The problem
Among the lines below, tally those that contain "self" and respond with the total only.

Dataset records
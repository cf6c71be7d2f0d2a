mod config;
mod output;
mod report;
mod targets;

use std::path::PathBuf;
use std::process::ExitCode;

use anyhow::{Context, Result};
use clap::{Parser, ValueEnum};
use tracing::{error, info, warn};

use cronlint_checker::{check_filename, display_name, scan_file, scan_source, ScanOutcome};
use cronlint_core::{CrontabKind, Diagnostic, Finding, UserLookup};
use cronlint_logging::{init_logger, LogOptions};
use cronlint_system::{
    check_daemon, check_owner_and_permissions, find_user_crontab, Probe, SystemUsers,
    EXPECTED_MODE, ROOT_UID,
};

use config::Config;
use output::Palette;
use report::{FileReport, RunReport};
use targets::{Request, Source, Target};

#[derive(Debug, Clone, Copy, PartialEq, Eq, ValueEnum)]
enum Format {
    Text,
    Json,
    Sarif,
}

#[derive(Parser, Debug)]
#[command(name = "cronlint")]
#[command(about = "Check crontab files for syntax errors and risky entries")]
#[command(version)]
#[command(after_help = "\
Examples:
    cronlint                                  # check nothing but the cron daemon
    cronlint filename                         # check a crontab file
    cronlint username                         # check a user's live crontab
    cronlint file1 file2 username             # mix files and users
    cronlint -S file1 -U file2 -u username    # force crontab kinds
    cronlint filename -j | jq '.total_errors' # JSON report")]
struct Cli {
    /// Paths to crontab files or directories, or user names
    arguments: Vec<String>,

    /// System crontab file or directory (has a user column)
    #[arg(short = 'S', long = "system", value_name = "FILENAME")]
    system: Vec<PathBuf>,

    /// User crontab file
    #[arg(short = 'U', long = "user", value_name = "FILENAME")]
    user: Vec<PathBuf>,

    /// User whose live crontab is checked
    #[arg(short = 'u', long = "username", value_name = "USERNAME")]
    username: Vec<String>,

    /// Debug output, including valid lines
    #[arg(short, long)]
    debug: bool,

    /// Disable colored output
    #[arg(short = 'n', long)]
    no_colors: bool,

    /// Output format
    #[arg(long, value_enum, default_value_t = Format::Text)]
    format: Format,

    /// Shortcut for --format json
    #[arg(short = 'j')]
    json: bool,

    /// Treat warnings as errors
    #[arg(long)]
    strict: bool,

    /// Always exit with code 0
    #[arg(long)]
    exit_zero: bool,

    /// Also write an NDJSON log to this directory
    #[arg(long, value_name = "DIR")]
    log_dir: Option<PathBuf>,
}

impl Cli {
    fn format(&self) -> Format {
        if self.json { Format::Json } else { self.format }
    }
}

fn main() -> ExitCode {
    let cli = Cli::parse();
    let config = Config::from_env();
    let format = cli.format();
    let color = output::supports_color(cli.no_colors, config.no_color);

    init_logger(&LogOptions {
        debug: cli.debug,
        color,
        machine_output: format != Format::Text,
        log_dir: cli.log_dir.clone().or_else(|| config.log_dir.clone()),
    });

    match run(&cli, &config, Palette { color }) {
        Ok(code) => ExitCode::from(code),
        Err(e) => {
            error!("{e:#}");
            ExitCode::from(2)
        }
    }
}

fn run(cli: &Cli, config: &Config, palette: Palette) -> Result<u8> {
    let format = cli.format();
    let text = format == Format::Text;
    let on_linux = cfg!(target_os = "linux");

    let probe = Probe::new(config.probe_timeout).context("starting probe runtime")?;

    let request = Request {
        args: cli.arguments.clone(),
        system: cli.system.clone(),
        user: cli.user.clone(),
        usernames: cli.username.clone(),
    };
    let targets = targets::resolve(&request, |user| find_user_crontab(user, &probe));

    if on_linux {
        if !config.github_actions {
            for warning in check_daemon(&probe) {
                warn!("{warning}");
            }
        }
    } else {
        info!("Skipping system checks on non-Linux system");
    }

    if targets.is_empty() {
        warn!("No files to check.");
    }

    let users = SystemUsers::new(&probe);

    let mut run = RunReport::new();
    for target in &targets {
        let file = check_target(target, &users, on_linux);
        if text {
            match (file.counted, file.errors_count) {
                (false, _) => warn!("File {} does not exist", file.file),
                (true, 0) => info!(
                    "{}",
                    palette.success(&output::file_summary(&file.file, file.rows, 0, 0))
                ),
                (true, n) => error!(
                    "{}",
                    palette.failure(&output::file_summary(&file.file, file.rows, file.rows_errors, n))
                ),
            }
        }
        run.push(file);
    }

    match format {
        Format::Json => println!("{}", output::render_json(&run).context("rendering JSON report")?),
        Format::Sarif => println!("{}", output::render_sarif(&run).context("rendering SARIF report")?),
        Format::Text if run.total_errors == 0 => info!("{}", palette.success(&output::run_summary(&run))),
        Format::Text => error!("{}", palette.failure(&output::run_summary(&run))),
    }

    Ok(run.exit_code(cli.strict, cli.exit_zero))
}

/// Log one diagnostic as soon as it is produced.
fn emit(diag: &Diagnostic) {
    if diag.is_error() {
        error!("{diag}");
    } else {
        warn!("{diag}");
    }
}

fn check_target(target: &Target, users: &dyn UserLookup, on_linux: bool) -> FileReport {
    let is_system = target.kind == CrontabKind::System;
    let label = target.label();

    let path = match &target.source {
        Source::Fetched { user, text } => {
            let name = format!("crontab.{user}");
            let outcome = scan_source(&name, text, target.kind, users, emit);
            return FileReport::from_outcome(label, is_system, &outcome);
        }
        Source::File(path) => path,
    };

    if !path.exists() {
        return FileReport::missing(label, is_system);
    }

    let name = display_name(path);
    if target.check_name && is_system {
        let reasons = check_filename(&name);
        if !reasons.is_empty() {
            let diag = Diagnostic::file_level(&name, 0, Finding::InvalidFilename { reasons });
            emit(&diag);
            let outcome = ScanOutcome { rows_checked: 0, errors: vec![diag], warnings: Vec::new() };
            return FileReport::from_outcome(label, is_system, &outcome);
        }
    }

    let hygiene: Vec<Diagnostic> = if on_linux && is_system {
        check_owner_and_permissions(path, EXPECTED_MODE, ROOT_UID)
            .into_iter()
            .map(|problem| Diagnostic::file_level(&name, 0, Finding::FileHygiene(problem)))
            .inspect(emit)
            .collect()
    } else {
        Vec::new()
    };

    let mut outcome = scan_file(path, target.kind, users, emit);
    outcome.errors.extend(hygiene);
    FileReport::from_outcome(label, is_system, &outcome)
}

Written answer
2